* **Task**:
A single figure is the whole answer: the number of lines in the records that contain "WithComments".
---*---
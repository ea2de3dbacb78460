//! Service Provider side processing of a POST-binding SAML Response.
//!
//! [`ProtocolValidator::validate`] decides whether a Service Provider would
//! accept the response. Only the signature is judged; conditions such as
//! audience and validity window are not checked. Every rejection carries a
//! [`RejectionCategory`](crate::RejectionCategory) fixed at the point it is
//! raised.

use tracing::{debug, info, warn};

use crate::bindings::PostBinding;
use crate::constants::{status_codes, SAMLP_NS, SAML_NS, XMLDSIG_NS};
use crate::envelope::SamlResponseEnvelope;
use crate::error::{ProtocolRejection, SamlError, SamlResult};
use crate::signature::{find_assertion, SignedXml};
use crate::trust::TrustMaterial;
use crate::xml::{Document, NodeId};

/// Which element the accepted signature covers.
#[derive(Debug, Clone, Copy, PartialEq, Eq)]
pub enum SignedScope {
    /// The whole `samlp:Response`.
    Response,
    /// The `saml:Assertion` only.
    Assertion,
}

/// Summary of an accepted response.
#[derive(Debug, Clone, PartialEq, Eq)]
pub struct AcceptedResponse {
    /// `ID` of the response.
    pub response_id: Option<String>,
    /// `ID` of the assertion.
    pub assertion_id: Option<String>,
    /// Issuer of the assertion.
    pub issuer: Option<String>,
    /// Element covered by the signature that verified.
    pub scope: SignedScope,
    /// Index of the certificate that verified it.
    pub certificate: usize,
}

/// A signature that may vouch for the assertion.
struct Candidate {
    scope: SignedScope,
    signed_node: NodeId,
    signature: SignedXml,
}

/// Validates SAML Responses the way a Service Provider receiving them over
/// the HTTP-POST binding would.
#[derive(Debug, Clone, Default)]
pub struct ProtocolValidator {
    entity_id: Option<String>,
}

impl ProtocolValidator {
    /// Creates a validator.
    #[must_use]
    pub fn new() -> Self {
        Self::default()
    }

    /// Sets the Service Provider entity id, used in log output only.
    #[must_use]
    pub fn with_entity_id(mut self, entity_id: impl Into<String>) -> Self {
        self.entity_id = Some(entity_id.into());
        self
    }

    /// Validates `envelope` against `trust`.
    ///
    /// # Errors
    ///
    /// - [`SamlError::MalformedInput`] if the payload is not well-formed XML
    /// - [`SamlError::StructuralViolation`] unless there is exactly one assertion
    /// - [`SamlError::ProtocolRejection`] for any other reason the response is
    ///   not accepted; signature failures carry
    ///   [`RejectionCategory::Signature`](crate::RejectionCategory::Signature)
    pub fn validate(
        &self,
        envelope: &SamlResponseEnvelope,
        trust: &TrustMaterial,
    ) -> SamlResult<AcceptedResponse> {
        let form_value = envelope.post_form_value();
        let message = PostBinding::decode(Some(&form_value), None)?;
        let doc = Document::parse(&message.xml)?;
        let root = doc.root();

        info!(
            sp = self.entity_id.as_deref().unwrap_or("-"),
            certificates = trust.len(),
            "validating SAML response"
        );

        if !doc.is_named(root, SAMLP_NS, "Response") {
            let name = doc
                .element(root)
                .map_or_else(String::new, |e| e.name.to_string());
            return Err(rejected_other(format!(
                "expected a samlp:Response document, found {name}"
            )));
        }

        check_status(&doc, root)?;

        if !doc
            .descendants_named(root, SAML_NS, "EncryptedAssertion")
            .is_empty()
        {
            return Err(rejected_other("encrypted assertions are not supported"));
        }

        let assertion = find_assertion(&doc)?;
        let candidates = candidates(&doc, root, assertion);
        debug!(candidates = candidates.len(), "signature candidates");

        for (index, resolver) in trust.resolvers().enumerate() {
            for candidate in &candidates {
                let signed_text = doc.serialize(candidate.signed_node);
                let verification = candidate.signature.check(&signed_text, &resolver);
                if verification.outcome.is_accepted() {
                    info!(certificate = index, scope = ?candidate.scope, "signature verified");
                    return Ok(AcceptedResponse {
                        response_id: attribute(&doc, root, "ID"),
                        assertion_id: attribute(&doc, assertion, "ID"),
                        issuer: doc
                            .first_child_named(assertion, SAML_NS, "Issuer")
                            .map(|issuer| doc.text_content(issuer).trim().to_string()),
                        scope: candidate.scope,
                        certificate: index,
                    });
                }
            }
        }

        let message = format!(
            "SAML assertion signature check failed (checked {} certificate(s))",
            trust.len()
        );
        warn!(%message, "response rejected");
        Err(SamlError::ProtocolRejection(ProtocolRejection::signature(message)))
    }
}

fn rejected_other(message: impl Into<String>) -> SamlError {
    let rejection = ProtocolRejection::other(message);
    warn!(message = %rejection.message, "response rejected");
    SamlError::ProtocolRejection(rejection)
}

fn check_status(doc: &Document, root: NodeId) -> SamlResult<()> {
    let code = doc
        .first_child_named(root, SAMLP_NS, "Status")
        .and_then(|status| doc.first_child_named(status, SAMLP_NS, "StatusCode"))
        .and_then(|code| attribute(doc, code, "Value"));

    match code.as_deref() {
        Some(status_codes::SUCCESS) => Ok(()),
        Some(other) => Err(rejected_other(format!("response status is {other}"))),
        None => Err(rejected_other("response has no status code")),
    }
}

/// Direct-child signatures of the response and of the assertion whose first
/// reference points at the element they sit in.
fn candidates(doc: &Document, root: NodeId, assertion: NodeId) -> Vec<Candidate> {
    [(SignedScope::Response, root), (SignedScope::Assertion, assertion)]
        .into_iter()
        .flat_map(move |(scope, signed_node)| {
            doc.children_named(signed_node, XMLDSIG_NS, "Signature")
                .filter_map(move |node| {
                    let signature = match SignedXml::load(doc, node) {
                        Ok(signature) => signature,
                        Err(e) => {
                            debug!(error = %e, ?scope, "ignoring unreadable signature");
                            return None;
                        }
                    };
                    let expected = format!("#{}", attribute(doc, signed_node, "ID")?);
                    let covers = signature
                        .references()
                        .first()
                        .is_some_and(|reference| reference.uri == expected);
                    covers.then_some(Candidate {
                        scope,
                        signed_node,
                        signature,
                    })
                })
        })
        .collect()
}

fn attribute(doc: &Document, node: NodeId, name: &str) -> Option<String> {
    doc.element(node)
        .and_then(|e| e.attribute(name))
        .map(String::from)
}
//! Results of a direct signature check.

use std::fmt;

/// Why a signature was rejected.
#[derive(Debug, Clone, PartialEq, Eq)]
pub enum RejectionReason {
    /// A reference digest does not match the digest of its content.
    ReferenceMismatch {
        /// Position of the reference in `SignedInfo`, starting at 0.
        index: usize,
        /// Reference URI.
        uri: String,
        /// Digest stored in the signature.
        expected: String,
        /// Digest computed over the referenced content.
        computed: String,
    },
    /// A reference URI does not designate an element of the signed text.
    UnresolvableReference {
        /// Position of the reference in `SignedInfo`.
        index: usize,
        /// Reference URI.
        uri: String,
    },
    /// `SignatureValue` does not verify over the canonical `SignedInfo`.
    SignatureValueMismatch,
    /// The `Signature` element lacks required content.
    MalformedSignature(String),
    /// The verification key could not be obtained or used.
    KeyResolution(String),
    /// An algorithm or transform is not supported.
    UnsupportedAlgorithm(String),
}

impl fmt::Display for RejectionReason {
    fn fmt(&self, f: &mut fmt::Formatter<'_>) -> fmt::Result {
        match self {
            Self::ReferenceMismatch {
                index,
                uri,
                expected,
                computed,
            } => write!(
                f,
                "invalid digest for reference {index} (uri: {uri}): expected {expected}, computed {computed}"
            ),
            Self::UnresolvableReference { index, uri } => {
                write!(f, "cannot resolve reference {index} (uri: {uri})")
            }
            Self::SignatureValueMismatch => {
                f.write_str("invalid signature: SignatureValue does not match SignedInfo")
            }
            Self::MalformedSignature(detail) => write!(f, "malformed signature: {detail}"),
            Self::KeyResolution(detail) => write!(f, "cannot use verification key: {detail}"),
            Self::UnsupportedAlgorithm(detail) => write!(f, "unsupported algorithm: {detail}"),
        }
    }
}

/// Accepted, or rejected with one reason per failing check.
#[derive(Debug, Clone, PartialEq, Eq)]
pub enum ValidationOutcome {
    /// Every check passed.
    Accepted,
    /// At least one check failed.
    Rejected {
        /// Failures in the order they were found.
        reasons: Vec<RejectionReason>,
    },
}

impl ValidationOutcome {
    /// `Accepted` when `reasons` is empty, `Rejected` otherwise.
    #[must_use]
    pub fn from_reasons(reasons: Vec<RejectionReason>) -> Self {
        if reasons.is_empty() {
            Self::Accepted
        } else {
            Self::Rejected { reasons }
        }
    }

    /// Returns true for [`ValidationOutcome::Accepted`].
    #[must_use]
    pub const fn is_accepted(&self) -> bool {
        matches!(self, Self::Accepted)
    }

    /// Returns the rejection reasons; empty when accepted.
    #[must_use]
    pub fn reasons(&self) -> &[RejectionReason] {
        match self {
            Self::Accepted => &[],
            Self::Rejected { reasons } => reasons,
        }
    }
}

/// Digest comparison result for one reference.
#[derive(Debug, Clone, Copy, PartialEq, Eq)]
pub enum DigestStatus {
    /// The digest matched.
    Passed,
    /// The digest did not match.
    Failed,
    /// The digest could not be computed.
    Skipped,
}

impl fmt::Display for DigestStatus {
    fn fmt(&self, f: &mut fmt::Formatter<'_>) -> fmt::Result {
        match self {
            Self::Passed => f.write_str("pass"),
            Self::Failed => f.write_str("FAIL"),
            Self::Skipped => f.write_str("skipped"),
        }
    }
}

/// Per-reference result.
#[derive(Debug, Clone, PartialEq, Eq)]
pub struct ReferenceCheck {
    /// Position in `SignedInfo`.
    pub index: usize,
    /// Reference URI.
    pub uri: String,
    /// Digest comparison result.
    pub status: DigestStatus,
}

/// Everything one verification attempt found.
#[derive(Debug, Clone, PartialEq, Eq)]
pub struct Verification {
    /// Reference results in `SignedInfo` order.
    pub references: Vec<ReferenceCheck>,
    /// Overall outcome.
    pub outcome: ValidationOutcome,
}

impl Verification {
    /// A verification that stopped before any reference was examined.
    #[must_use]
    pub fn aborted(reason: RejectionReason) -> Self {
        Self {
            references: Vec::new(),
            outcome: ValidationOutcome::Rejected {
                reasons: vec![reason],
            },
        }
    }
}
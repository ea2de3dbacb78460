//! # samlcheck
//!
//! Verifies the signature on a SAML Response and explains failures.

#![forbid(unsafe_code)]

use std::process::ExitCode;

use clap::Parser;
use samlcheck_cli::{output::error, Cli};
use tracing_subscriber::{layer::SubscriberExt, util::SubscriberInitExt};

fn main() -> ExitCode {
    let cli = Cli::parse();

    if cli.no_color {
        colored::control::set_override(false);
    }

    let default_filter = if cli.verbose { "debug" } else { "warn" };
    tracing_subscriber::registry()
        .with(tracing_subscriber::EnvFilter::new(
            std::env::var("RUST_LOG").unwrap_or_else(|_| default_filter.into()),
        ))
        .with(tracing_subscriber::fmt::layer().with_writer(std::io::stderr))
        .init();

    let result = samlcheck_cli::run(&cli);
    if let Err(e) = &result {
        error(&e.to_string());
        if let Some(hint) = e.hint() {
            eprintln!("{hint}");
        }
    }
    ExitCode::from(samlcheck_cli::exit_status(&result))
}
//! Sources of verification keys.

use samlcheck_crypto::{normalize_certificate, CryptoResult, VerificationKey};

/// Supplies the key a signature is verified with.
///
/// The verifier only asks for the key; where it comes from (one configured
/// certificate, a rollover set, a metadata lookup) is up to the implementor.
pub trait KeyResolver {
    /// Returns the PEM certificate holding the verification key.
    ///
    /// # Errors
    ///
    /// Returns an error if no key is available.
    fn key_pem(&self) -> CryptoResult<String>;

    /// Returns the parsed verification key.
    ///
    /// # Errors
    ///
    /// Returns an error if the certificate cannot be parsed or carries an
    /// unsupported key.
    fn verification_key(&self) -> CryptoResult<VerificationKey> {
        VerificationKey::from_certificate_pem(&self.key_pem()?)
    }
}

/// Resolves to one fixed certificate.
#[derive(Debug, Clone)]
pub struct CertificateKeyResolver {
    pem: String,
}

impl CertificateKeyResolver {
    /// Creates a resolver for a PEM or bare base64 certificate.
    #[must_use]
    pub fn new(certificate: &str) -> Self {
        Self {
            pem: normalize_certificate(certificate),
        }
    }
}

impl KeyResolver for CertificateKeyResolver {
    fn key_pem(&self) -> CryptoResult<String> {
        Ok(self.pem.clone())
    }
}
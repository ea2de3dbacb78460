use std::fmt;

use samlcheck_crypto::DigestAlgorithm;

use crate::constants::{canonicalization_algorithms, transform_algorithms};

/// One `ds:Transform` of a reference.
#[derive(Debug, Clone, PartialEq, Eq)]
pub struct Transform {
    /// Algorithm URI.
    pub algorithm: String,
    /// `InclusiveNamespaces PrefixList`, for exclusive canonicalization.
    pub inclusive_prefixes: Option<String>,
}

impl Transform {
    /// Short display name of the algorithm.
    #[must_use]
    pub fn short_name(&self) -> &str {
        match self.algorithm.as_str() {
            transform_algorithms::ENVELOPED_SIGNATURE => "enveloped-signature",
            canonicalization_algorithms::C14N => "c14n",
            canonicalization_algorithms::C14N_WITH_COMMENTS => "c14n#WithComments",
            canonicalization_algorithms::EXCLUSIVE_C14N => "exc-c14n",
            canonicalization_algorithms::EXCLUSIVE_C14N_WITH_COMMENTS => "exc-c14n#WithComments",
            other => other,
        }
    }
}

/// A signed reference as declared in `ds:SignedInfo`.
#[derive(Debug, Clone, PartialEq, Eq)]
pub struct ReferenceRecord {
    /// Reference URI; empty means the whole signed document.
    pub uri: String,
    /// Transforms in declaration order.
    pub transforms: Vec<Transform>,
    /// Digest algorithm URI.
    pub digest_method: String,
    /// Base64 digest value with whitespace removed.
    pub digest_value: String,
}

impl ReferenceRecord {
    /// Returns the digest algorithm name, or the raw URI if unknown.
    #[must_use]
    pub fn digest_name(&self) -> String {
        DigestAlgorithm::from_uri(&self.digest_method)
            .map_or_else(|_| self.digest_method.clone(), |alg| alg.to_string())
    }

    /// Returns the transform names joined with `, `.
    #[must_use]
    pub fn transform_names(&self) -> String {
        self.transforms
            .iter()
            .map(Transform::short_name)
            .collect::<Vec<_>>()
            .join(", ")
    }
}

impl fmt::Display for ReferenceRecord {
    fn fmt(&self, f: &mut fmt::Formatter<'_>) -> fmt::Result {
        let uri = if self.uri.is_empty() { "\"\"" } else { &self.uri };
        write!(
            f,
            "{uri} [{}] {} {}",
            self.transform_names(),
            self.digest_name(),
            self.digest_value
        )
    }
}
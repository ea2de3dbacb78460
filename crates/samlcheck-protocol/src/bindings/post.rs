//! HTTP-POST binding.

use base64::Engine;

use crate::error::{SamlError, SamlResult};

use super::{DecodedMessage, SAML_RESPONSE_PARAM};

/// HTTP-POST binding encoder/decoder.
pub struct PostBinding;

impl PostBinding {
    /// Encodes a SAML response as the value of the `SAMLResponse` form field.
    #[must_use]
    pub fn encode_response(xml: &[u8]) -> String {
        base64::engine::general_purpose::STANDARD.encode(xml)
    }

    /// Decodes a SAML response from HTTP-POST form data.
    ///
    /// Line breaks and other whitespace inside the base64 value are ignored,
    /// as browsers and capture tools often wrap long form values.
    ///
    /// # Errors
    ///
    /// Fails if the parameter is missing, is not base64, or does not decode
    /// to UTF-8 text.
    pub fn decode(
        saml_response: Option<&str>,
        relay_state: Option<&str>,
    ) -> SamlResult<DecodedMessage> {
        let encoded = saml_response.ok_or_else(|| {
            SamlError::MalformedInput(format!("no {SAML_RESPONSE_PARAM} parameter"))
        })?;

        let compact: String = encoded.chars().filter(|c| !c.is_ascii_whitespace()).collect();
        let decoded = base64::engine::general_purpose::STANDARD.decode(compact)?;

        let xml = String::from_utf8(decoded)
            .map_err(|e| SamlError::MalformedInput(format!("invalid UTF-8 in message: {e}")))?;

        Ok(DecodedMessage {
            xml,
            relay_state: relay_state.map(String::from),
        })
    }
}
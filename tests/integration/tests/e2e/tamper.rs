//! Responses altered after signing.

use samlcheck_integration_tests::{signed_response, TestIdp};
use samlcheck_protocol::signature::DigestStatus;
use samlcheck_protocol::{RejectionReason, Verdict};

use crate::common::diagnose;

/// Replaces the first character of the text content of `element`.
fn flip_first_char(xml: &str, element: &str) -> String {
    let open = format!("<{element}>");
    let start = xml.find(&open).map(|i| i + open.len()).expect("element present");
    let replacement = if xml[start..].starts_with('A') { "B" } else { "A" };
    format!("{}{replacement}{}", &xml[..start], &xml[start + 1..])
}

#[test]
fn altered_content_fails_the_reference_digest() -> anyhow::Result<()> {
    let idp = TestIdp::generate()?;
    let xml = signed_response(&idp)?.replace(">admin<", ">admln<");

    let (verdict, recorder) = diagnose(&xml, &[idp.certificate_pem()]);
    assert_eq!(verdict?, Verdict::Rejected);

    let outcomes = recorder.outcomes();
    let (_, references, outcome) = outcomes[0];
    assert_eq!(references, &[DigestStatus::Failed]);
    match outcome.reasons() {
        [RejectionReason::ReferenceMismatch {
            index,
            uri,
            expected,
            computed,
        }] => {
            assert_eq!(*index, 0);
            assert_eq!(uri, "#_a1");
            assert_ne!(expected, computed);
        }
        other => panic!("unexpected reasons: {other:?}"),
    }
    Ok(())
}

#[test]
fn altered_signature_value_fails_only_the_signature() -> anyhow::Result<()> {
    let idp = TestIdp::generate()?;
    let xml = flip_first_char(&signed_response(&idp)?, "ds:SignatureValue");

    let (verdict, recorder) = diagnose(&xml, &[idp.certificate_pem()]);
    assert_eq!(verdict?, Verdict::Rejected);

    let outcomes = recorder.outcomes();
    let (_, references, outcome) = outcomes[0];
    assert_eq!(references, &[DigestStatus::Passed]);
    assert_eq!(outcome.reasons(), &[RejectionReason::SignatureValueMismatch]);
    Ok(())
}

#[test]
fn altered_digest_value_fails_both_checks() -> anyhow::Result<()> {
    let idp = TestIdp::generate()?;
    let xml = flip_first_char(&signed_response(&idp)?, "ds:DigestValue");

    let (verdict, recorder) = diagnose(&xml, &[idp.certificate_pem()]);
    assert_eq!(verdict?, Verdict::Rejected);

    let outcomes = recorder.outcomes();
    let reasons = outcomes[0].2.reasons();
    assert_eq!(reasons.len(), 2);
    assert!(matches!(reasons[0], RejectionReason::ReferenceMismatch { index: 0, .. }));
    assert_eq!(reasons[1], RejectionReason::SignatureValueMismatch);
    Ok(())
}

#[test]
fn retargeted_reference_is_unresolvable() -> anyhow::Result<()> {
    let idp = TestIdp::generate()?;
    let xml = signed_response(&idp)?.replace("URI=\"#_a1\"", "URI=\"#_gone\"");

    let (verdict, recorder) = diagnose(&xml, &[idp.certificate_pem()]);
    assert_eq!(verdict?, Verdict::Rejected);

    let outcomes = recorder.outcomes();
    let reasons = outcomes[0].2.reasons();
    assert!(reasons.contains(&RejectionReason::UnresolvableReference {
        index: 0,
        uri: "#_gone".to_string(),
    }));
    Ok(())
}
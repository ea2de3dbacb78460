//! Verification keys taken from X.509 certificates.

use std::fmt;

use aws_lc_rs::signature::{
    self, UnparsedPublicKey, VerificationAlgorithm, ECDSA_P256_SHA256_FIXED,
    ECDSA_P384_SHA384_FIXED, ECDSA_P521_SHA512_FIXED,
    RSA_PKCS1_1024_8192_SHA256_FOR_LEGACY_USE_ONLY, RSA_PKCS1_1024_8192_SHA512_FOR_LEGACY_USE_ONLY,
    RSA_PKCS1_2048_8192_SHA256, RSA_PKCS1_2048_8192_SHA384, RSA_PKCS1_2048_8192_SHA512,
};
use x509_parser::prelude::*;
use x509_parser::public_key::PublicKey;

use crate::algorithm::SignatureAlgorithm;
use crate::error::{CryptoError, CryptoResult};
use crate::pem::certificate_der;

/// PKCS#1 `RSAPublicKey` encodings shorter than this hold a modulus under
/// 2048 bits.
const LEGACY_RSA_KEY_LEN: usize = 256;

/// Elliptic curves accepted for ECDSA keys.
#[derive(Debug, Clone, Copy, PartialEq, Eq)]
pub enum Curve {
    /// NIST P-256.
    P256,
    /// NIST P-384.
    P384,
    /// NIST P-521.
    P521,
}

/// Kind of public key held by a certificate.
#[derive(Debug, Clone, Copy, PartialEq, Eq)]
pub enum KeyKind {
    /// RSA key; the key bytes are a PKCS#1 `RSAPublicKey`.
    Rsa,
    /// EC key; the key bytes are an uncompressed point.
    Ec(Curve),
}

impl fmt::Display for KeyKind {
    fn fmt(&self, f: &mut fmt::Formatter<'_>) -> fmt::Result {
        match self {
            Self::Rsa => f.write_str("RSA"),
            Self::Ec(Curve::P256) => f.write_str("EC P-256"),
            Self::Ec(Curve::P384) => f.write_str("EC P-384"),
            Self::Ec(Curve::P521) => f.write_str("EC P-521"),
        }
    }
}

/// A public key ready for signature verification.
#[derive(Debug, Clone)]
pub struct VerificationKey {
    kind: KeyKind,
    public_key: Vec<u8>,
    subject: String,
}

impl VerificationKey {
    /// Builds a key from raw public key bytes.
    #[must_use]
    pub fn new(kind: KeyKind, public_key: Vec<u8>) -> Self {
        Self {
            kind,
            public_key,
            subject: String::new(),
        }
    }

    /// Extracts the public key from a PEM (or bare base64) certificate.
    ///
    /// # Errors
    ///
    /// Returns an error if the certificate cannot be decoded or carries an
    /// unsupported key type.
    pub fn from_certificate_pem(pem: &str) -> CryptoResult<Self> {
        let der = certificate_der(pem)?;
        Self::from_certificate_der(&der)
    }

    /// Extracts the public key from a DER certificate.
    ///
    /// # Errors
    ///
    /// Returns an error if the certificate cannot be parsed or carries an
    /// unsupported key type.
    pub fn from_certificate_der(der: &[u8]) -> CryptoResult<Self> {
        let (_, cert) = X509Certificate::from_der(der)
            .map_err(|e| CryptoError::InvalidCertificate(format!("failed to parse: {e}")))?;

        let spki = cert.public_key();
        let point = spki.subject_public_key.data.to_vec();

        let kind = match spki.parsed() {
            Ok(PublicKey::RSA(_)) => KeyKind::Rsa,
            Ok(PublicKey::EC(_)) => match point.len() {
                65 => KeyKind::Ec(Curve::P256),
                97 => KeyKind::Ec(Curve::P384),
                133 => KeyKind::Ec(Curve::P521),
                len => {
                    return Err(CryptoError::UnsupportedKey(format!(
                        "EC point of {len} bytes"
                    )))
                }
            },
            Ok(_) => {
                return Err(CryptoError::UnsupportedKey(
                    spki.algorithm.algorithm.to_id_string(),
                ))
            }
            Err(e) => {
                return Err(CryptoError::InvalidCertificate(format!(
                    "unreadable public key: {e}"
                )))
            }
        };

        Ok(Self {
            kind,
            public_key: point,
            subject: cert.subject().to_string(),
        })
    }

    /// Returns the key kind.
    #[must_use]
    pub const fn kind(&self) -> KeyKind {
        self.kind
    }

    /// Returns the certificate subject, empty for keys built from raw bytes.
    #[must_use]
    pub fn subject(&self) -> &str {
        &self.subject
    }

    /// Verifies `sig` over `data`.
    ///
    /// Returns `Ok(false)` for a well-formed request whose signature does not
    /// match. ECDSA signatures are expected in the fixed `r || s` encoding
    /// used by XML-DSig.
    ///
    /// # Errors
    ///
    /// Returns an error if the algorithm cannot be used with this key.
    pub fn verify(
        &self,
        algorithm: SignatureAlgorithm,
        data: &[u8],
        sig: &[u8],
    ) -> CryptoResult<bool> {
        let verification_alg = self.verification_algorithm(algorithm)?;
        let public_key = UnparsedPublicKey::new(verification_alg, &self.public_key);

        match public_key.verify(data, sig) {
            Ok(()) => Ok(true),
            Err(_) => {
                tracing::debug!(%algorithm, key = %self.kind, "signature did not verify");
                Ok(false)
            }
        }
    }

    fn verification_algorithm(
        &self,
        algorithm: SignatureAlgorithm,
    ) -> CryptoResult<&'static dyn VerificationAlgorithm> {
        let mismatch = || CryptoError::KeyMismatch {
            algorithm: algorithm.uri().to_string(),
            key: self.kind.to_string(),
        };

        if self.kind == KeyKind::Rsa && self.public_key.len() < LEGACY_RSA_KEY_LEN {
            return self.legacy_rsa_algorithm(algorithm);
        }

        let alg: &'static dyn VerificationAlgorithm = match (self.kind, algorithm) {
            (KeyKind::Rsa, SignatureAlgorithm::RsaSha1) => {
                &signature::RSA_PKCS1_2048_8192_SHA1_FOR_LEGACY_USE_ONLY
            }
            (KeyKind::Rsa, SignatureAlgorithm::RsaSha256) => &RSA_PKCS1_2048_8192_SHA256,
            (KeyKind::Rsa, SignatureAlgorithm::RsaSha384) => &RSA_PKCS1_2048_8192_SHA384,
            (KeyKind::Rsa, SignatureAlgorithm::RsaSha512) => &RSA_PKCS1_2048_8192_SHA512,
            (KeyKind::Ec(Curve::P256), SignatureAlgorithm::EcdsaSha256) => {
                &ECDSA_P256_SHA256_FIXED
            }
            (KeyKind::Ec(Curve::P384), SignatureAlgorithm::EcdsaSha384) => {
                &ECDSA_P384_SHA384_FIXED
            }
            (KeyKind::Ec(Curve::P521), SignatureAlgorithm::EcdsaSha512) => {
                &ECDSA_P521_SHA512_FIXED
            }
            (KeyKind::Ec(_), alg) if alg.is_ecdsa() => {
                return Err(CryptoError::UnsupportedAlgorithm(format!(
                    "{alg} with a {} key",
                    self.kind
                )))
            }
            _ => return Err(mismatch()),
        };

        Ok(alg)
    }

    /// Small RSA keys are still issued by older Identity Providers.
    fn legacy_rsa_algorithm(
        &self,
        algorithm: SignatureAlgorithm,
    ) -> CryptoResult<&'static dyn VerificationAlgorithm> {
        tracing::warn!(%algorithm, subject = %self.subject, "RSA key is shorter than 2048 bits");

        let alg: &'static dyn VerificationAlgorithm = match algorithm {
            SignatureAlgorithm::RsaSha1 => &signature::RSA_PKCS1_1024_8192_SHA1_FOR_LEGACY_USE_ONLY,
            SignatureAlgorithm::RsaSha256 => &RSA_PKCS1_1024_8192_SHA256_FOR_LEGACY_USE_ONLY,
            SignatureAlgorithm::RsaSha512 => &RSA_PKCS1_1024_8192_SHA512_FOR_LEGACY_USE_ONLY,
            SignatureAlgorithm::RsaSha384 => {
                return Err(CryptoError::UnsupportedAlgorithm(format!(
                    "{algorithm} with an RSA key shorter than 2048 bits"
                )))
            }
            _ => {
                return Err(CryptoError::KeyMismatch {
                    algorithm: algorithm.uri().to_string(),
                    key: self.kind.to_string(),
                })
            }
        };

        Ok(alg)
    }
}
---*---
* **Answer area**:
2